Among the lines below, some may hold the word "ProcessorError"; state how many do, giving only the number.

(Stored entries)
--------------------------------------------------

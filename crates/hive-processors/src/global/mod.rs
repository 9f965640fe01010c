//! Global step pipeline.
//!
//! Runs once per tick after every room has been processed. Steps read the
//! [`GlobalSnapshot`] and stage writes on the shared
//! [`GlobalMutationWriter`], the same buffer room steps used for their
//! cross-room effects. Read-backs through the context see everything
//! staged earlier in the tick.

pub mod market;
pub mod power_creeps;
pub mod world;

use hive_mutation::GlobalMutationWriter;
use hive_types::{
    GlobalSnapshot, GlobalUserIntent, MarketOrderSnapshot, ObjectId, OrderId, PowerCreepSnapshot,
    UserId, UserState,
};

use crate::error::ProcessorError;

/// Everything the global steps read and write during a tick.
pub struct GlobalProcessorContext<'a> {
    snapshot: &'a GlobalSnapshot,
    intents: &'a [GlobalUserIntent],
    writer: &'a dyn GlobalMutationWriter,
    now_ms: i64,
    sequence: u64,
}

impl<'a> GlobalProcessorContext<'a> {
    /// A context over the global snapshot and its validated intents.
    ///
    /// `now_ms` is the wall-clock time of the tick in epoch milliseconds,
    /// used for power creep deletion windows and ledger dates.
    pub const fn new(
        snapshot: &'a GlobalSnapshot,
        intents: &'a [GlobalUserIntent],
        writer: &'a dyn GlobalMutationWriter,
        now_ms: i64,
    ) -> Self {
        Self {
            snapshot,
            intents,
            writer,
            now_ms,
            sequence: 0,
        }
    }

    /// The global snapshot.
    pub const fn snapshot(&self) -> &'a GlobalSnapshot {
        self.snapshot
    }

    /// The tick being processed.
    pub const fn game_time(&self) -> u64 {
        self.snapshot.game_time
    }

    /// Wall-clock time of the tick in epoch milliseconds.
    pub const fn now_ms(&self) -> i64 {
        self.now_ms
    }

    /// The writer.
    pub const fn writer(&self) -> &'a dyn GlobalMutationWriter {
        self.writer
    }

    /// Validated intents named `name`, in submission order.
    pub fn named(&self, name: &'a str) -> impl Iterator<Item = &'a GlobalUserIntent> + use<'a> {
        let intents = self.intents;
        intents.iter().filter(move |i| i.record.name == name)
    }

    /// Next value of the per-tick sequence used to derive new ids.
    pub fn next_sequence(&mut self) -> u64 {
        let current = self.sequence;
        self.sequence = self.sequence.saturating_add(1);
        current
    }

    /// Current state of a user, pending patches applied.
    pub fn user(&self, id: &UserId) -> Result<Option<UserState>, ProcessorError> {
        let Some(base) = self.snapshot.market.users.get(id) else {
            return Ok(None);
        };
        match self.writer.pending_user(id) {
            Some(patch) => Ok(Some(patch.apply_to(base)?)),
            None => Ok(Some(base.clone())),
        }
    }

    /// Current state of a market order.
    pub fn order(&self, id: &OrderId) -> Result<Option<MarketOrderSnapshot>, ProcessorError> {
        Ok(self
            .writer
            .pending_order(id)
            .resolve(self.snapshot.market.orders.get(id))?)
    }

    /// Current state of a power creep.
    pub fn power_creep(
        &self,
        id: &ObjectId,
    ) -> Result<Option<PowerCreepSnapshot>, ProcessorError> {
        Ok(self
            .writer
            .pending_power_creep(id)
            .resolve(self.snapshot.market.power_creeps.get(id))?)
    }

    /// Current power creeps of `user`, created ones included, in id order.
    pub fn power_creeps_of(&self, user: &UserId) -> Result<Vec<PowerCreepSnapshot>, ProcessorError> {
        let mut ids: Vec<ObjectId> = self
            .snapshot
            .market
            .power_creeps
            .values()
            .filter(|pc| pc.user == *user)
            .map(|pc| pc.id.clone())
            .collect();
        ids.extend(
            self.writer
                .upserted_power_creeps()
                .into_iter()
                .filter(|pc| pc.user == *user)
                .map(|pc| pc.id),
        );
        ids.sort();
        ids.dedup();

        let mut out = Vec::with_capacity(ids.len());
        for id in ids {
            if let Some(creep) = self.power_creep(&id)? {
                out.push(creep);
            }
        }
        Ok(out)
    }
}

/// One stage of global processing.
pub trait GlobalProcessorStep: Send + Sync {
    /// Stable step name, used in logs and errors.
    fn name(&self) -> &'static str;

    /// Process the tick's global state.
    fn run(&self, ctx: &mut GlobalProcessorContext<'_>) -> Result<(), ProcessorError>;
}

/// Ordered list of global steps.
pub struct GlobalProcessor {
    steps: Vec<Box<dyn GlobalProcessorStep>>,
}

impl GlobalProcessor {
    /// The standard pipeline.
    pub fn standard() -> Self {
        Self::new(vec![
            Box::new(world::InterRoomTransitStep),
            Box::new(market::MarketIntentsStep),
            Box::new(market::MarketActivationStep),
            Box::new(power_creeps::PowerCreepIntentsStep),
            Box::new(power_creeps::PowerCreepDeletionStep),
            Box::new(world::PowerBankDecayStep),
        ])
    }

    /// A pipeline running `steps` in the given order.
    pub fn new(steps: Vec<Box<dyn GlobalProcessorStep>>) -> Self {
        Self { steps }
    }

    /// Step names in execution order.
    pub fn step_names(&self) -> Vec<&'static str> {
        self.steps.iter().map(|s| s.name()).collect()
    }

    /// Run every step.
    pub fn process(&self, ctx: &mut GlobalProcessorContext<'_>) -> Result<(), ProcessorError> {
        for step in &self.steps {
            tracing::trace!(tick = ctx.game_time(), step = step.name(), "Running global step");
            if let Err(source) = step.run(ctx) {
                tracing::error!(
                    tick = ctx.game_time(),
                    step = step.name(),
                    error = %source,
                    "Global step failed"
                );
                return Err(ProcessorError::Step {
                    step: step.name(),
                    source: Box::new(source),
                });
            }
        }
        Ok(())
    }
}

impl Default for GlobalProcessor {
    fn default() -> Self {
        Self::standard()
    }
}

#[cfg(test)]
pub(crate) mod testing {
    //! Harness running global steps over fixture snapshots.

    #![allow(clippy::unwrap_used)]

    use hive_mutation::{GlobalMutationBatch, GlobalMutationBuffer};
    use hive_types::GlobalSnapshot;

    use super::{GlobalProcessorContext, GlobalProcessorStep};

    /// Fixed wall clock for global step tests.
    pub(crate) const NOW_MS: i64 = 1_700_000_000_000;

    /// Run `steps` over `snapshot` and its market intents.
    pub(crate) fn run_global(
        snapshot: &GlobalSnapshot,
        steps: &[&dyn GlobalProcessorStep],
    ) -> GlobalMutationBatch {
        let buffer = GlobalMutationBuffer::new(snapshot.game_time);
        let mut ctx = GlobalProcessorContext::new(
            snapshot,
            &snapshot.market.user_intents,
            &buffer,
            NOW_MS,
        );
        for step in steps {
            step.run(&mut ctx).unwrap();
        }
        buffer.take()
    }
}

--------------------------------------------------

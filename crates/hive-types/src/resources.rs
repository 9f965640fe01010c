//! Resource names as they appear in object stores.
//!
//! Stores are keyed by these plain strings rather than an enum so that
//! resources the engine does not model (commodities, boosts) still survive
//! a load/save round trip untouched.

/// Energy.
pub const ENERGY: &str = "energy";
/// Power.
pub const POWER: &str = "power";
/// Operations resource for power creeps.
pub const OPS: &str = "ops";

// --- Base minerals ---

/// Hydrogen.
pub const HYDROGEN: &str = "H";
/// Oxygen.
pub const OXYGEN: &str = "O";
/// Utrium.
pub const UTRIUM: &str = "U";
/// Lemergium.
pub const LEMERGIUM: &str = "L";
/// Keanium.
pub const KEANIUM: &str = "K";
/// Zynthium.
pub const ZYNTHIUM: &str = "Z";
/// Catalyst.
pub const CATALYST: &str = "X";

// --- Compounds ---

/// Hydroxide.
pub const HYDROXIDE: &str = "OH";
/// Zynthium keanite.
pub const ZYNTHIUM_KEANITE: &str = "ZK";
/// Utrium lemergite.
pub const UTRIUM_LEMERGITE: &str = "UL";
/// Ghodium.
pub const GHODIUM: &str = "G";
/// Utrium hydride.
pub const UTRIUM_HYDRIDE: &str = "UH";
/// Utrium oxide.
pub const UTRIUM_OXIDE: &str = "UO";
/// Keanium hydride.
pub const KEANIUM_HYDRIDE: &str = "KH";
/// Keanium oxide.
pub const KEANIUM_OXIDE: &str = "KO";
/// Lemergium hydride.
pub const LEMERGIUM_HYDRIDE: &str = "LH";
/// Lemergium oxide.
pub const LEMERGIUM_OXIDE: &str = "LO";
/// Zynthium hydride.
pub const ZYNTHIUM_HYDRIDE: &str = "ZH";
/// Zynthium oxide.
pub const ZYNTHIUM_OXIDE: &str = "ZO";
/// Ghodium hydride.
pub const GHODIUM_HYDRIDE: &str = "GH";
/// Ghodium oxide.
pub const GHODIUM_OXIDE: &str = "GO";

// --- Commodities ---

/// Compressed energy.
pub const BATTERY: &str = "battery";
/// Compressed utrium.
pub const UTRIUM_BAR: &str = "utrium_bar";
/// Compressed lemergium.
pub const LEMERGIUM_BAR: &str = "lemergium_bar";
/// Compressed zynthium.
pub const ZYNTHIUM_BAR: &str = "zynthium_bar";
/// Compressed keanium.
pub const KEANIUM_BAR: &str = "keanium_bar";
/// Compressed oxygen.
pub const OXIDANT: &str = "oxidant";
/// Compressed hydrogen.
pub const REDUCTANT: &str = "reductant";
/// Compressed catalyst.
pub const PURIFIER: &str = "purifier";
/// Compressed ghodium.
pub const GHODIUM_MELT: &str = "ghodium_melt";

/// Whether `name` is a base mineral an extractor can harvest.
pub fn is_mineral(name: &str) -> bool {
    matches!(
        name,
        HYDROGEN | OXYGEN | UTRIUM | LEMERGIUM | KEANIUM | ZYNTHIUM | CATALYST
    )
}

--------------------------------------------------

• [EXERCISE ANSWER]
8